• PROBLEM TO SOLVE: Pull every line holding the word "resolve" out of the data and copy it.

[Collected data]
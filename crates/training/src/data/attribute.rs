//! Single images with binary attribute labels.

use std::{collections::HashMap, path::PathBuf};

use candle_core::{Device, Tensor};
use model::pose::N_JOINTS;
use rand::rngs::StdRng;

use super::{
    loading::{self, lookup},
    render, Dataset, Result, Sample, Split,
};
use crate::{config::DataConfig, TrainingError};

pub struct AttributeDataset {
    ids: Vec<String>,
    labels: HashMap<String, Vec<f32>>,
    categories: Option<HashMap<String, u32>>,
    poses: Option<HashMap<String, Vec<[f32; 2]>>>,
    img_dir: PathBuf,
    height: usize,
    width: usize,
    joint_radius: usize,
}

fn read_labels(config: &DataConfig, n_attr: Option<usize>) -> Result<HashMap<String, Vec<f32>>> {
    let labels: HashMap<String, Vec<f32>> = loading::read_json(&config.resolve(&config.fn_label))?;
    if let Some(n_attr) = n_attr {
        if let Some((id, label)) = labels.iter().find(|(_, label)| label.len() != n_attr) {
            return Err(TrainingError::runtime(format!(
                "label of {id} has {} attributes, expected {n_attr}",
                label.len()
            )));
        }
    }
    Ok(labels)
}

impl AttributeDataset {
    pub fn new(config: &DataConfig, n_attr: usize, with_landmarks: bool, split: Split) -> Result<Self> {
        let ids = loading::read_split(&config.resolve(&config.fn_split), split)?;
        let labels = read_labels(config, Some(n_attr))?;
        let categories = config
            .fn_category
            .as_ref()
            .map(|path| loading::read_json(&config.resolve(path)))
            .transpose()?;
        let poses = if with_landmarks {
            Some(loading::read_poses(&config.resolve(&config.fn_pose))?)
        } else {
            None
        };
        Ok(Self {
            ids,
            labels,
            categories,
            poses,
            img_dir: config.resolve(&config.img_dir),
            height: config.image_height,
            width: config.image_width,
            joint_radius: config.joint_radius,
        })
    }
}

impl Dataset for AttributeDataset {
    fn name(&self) -> &'static str {
        "attribute_dataset"
    }

    fn len(&self) -> usize {
        self.ids.len()
    }

    fn get(&self, index: usize, _rng: &mut StdRng) -> Result<Sample> {
        let id = self
            .ids
            .get(index)
            .ok_or_else(|| TrainingError::runtime(format!("sample {index} out of range")))?;
        let (h, w) = (self.height, self.width);
        let mut sample = Sample::new(vec![id.clone()]);

        let (img, original) = loading::load_rgb(&self.img_dir.join(format!("{id}.jpg")), h, w)?;
        sample.insert("img", loading::rgb_to_tensor(&img)?);
        let label = lookup(&self.labels, id, "attribute label")?;
        sample.insert("attr_label", Tensor::new(label.as_slice(), &Device::Cpu)?);
        if let Some(poses) = &self.poses {
            let joints = loading::rescale_joints(lookup(poses, id, "pose")?, original, h, w);
            let heatmaps = render::joint_heatmaps(&joints, h, w, self.joint_radius);
            sample.insert("lm_map", loading::planes_to_tensor(heatmaps, N_JOINTS, h, w)?);
        }
        if let Some(categories) = &self.categories {
            let category = *lookup(categories, id, "category")?;
            sample.insert("cat_label", Tensor::new(category, &Device::Cpu)?);
        }
        Ok(sample)
    }
}

/// Fraction of positive samples per attribute over the train split.
pub fn positive_rate(config: &DataConfig) -> Result<Vec<f32>> {
    let ids: Vec<String> = loading::read_split(&config.resolve(&config.fn_split), Split::Train)?;
    let labels = read_labels(config, None)?;
    let mut sum: Vec<f64> = Vec::new();
    for id in &ids {
        let label = lookup(&labels, id, "attribute label")?;
        if sum.is_empty() {
            sum = vec![0.0; label.len()];
        } else if label.len() != sum.len() {
            return Err(TrainingError::runtime(format!(
                "label of {id} has {} attributes, expected {}",
                label.len(),
                sum.len()
            )));
        }
        for (acc, &v) in sum.iter_mut().zip(label) {
            *acc += v as f64;
        }
    }
    if ids.is_empty() {
        return Err(TrainingError::runtime("train split has no samples"));
    }
    Ok(sum.into_iter().map(|s| (s / ids.len() as f64) as f32).collect())
}

#[cfg(test)]
mod tests {
    use super::*;
    use rand::SeedableRng;
    use std::fs;

    fn config(root: &std::path::Path) -> DataConfig {
        let value = serde_json::json!({ "data_root": root, "image_height": 8, "image_width": 8 });
        serde_json::from_value(value).expect("data config")
    }

    #[test]
    fn positive_rate_averages_train_labels() -> anyhow::Result<()> {
        let dir = tempfile::tempdir()?;
        fs::create_dir_all(dir.path().join("Label"))?;
        fs::write(
            dir.path().join("Label/pair_split.json"),
            r#"{"train": ["a", "b"], "test": ["c"]}"#,
        )?;
        fs::write(
            dir.path().join("Label/attr_label.json"),
            r#"{"a": [1, 0, 1], "b": [1, 0, 0], "c": [0, 1, 1]}"#,
        )?;
        let rate = positive_rate(&config(dir.path()))?;
        assert_eq!(rate, vec![1.0, 0.0, 0.5]);
        Ok(())
    }

    #[test]
    fn samples_carry_labels_and_category() -> anyhow::Result<()> {
        let dir = tempfile::tempdir()?;
        fs::create_dir_all(dir.path().join("Label"))?;
        fs::create_dir_all(dir.path().join("Img/img_df"))?;
        fs::write(dir.path().join("Label/pair_split.json"), r#"{"test": ["a"]}"#)?;
        fs::write(dir.path().join("Label/attr_label.json"), r#"{"a": [0, 1]}"#)?;
        fs::write(dir.path().join("Label/cat.json"), r#"{"a": 3}"#)?;
        image::RgbImage::new(16, 16).save(dir.path().join("Img/img_df/a.jpg"))?;

        let mut data = config(dir.path());
        data.fn_category = Some("Label/cat.json".into());
        let dataset = AttributeDataset::new(&data, 2, false, Split::Test)?;
        assert_eq!(dataset.len(), 1);
        let mut rng = StdRng::seed_from_u64(0);
        let sample = dataset.get(0, &mut rng)?;
        assert_eq!(sample.fields["img"].dims(), &[3, 8, 8]);
        assert_eq!(sample.fields["attr_label"].to_vec1::<f32>()?, vec![0.0, 1.0]);
        assert_eq!(sample.fields["cat_label"].to_vec0::<u32>()?, 3);
        assert!(AttributeDataset::new(&data, 3, false, Split::Test).is_err());
        Ok(())
    }
}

• RESPONSE TO THE EXERCISE:
    let labels: HashMap<String, Vec<f32>> = loading::read_json(&config.resolve(&config.fn_label))?;
        let ids = loading::read_split(&config.resolve(&config.fn_split), split)?;
            .map(|path| loading::read_json(&config.resolve(path)))
            Some(loading::read_poses(&config.resolve(&config.fn_pose))?)
            img_dir: config.resolve(&config.img_dir),
    let ids: Vec<String> = loading::read_split(&config.resolve(&config.fn_split), Split::Train)?;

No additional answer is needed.